CARBONIFEROUS NON-MARINE SOURCE ROCKS FROM SPITSBERGEN AND BJØRNØYA: COMPARISON WITH THE WESTERN ARCTIC
J. H. van Koeverden1*, D. A. Karlsen1 and K. Backer-Owe1
1 Department of Geosciences, University of Oslo, PO Box 1047 Blindern, N-0316 Oslo, Norway.
* corresponding author, email: email@example.com now at Statoil ASA, Drammensveien 264, Vækerø, N-0246 Oslo, Norway.
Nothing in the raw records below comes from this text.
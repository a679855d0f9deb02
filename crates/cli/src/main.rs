use std::path::{Path, PathBuf};
use std::sync::Arc;

use anyhow::{Context, Result};
use apiscribe_engine::{
    DiscoveryConfig, DiscoveryOptions, DiscoveryService, DocumentationIndex, default_config_path, load_config_from_path,
    load_manifest_from_path,
};
use apiscribe_mcp::{McpHttpServer, resolve_bind_address};
use apiscribe_util::resolve_relative_to;
use clap::{Arg, ArgAction, ArgMatches, Command};
use tracing::info;

#[tokio::main]
async fn main() -> Result<()> {
    init_tracing();
    let matches = build_cli().get_matches();

    match matches.subcommand() {
        Some(("generate", sub)) => run_generate(sub),
        Some(("serve", sub)) => run_serve(sub).await,
        _ => anyhow::bail!("expected a subcommand"),
    }
}

fn init_tracing() {
    let filter = std::env::var("RUST_LOG").unwrap_or_else(|_| "info".into());
    let _ = tracing_subscriber::fmt()
        .with_env_filter(filter)
        .with_writer(std::io::stderr)
        .try_init();
}

fn build_cli() -> Command {
    let manifest = Arg::new("manifest")
        .long("manifest")
        .short('m')
        .required(true)
        .value_parser(clap::value_parser!(PathBuf))
        .help("Path to the API manifest (JSON or YAML)");
    let config = Arg::new("config")
        .long("config")
        .short('c')
        .value_parser(clap::value_parser!(PathBuf))
        .help("Path to the discovery config (defaults to APISCRIBE_CONFIG_PATH or the user config dir)");

    Command::new("apiscribe")
        .about("Generates MCP tool discovery documents from API endpoint metadata")
        .version(env!("CARGO_PKG_VERSION"))
        .subcommand_required(true)
        .arg_required_else_help(true)
        .subcommand(
            Command::new("generate")
                .about("Print the discovery document")
                .arg(manifest.clone())
                .arg(config.clone())
                .arg(
                    Arg::new("tools-only")
                        .long("tools-only")
                        .action(ArgAction::SetTrue)
                        .help("Print only the {\"tools\": [...]} listing"),
                )
                .arg(
                    Arg::new("compact")
                        .long("compact")
                        .action(ArgAction::SetTrue)
                        .help("Print single-line JSON"),
                ),
        )
        .subcommand(
            Command::new("serve")
                .about("Serve the discovery document over HTTP until interrupted")
                .arg(manifest)
                .arg(config)
                .arg(
                    Arg::new("bind")
                        .long("bind")
                        .short('b')
                        .action(ArgAction::Set)
                        .help("Bind address, overriding httpServer.bindAddress"),
                ),
        )
}

fn run_generate(matches: &ArgMatches) -> Result<()> {
    let (service, _) = build_service(matches)?;
    let value = if matches.get_flag("tools-only") {
        service.tools_listing()?
    } else {
        serde_json::to_value(&*service.generate_document()?)?
    };

    let rendered = if matches.get_flag("compact") {
        serde_json::to_string(&value)?
    } else {
        serde_json::to_string_pretty(&value)?
    };
    println!("{rendered}");
    Ok(())
}

async fn run_serve(matches: &ArgMatches) -> Result<()> {
    let (service, config) = build_service(matches)?;
    let bind = matches.get_one::<String>("bind").map(String::as_str);
    let bind_address = resolve_bind_address(bind, &config.http_server.bind_address)?;

    let running = McpHttpServer::new(bind_address, Arc::new(service)).start().await?;
    info!(address = %running.bound_address(), "serving discovery document at /mcp");

    tokio::signal::ctrl_c().await.context("failed to listen for Ctrl-C")?;
    info!("shutting down");
    running.stop().await
}

/// Loads config, manifest and documentation and wires the discovery service.
fn build_service(matches: &ArgMatches) -> Result<(DiscoveryService, DiscoveryConfig)> {
    let config_path = matches
        .get_one::<PathBuf>("config")
        .cloned()
        .unwrap_or_else(default_config_path);
    let config = load_config_from_path(&config_path)
        .with_context(|| format!("failed to load config from {}", config_path.display()))?;

    let manifest_path = matches.get_one::<PathBuf>("manifest").context("--manifest is required")?;
    let manifest = load_manifest_from_path(manifest_path)
        .with_context(|| format!("failed to load manifest from {}", manifest_path.display()))?;

    let mut service = DiscoveryService::from_manifest(manifest, DiscoveryOptions::from(&config));
    if let Some(documentation) = load_documentation(&config_path, &config)? {
        service = service.with_documentation(Arc::new(documentation));
    }
    Ok((service, config))
}

fn load_documentation(config_path: &Path, config: &DiscoveryConfig) -> Result<Option<DocumentationIndex>> {
    let Some(documentation_path) = config.documentation_path.as_deref() else {
        return Ok(None);
    };
    let path = resolve_relative_to(config_path, documentation_path);
    let index = DocumentationIndex::load(&path)
        .with_context(|| format!("failed to load documentation from {}", path.display()))?;
    Ok(Some(index))
}

#[cfg(test)]
mod tests {
    use super::*;
    use std::fs;
    use tempfile::tempdir;

    const MANIFEST: &str = r#"{
        "endpoints": [
            {
                "controller": "Orders",
                "action": "Get",
                "declaringType": "Shop.OrdersController",
                "attributes": [{ "kind": "httpMethod", "verb": "GET", "template": "api/orders/{id}" }],
                "parameters": [{ "name": "id", "type": "int" }],
                "returnType": "string"
            }
        ]
    }"#;

    #[test]
    fn cli_definition_is_consistent() {
        build_cli().debug_assert();
    }

    #[test]
    fn generate_requires_a_manifest() {
        let result = build_cli().try_get_matches_from(["apiscribe", "generate"]);
        assert!(result.is_err());
    }

    #[test]
    fn generate_flags_parse() {
        let matches = build_cli()
            .try_get_matches_from(["apiscribe", "generate", "--manifest", "api.json", "--tools-only", "--compact"])
            .expect("parse arguments");
        let (name, sub) = matches.subcommand().expect("subcommand");

        assert_eq!(name, "generate");
        assert!(sub.get_flag("tools-only"));
        assert!(sub.get_flag("compact"));
        assert_eq!(sub.get_one::<PathBuf>("manifest"), Some(&PathBuf::from("api.json")));
    }

    #[test]
    fn documentation_path_resolves_next_to_config() {
        let dir = tempdir().expect("temp dir");
        let manifest_path = dir.path().join("api.json");
        let config_path = dir.path().join("discovery.yaml");
        fs::write(&manifest_path, MANIFEST).expect("write manifest");
        fs::write(&config_path, "documentationPath: docs.json\ntoolNameCasing: snake\n").expect("write config");
        fs::write(
            dir.path().join("docs.json"),
            r#"{ "members": { "M:Shop.OrdersController.Get": "Fetches one order." } }"#,
        )
        .expect("write docs");

        let matches = build_cli()
            .try_get_matches_from([
                "apiscribe",
                "generate",
                "--manifest",
                manifest_path.to_str().expect("utf-8 path"),
                "--config",
                config_path.to_str().expect("utf-8 path"),
            ])
            .expect("parse arguments");
        let (_, sub) = matches.subcommand().expect("subcommand");
        let (service, _) = build_service(sub).expect("build service");
        let document = service.generate_document().expect("generate document");

        assert_eq!(document.tools[0].name, "orders_get");
        assert_eq!(document.tools[0].description, "Fetches one order.");
    }

    #[test]
    fn missing_documentation_file_is_reported() {
        let dir = tempdir().expect("temp dir");
        let config_path = dir.path().join("discovery.json");
        fs::write(&config_path, r#"{ "documentationPath": "missing.json" }"#).expect("write config");
        let config = load_config_from_path(&config_path).expect("load config");

        let error = load_documentation(&config_path, &config).expect_err("missing docs");

        assert!(format!("{error:#}").contains("missing.json"));
    }
}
In this paper, we demonstrate that Carboniferous coaly and lacustrine strata have significant liquid hydrocarbon potential in an area extending from the Norwegian Barents Sea in the east to the Canadian Arctic in the west. Organic geochemical analyses were conducted on seven coals and coaly shales from the islands of Spitsbergen (Svalbard archipelago) and Bjørnøya (Norwegian Barents Sea). The results were interpreted in the context of published data from the two areas, and of time-equivalent non-marine successions on the Finnmark Platform (Norwegian Barents Sea), East Greenland, and the Sverdrup Basin (Canadian Arctic). In each of these areas, a warm and humid climate, together with the onset of rifting on the northern Pangea margin, facilitated the deposition and preservation of organic-rich non-marine sediments on a regional scale. All of the sediments have an elevated content of liptinitic macerals, dominated by alginite or sporinite. In the studied areas, the prolific younger source rocks which may be common in adjacent regions are often immature or absent. The identification of Carboniferous terrestrial strata with source rock potential may therefore enhance the petroleum potential of the studied regions.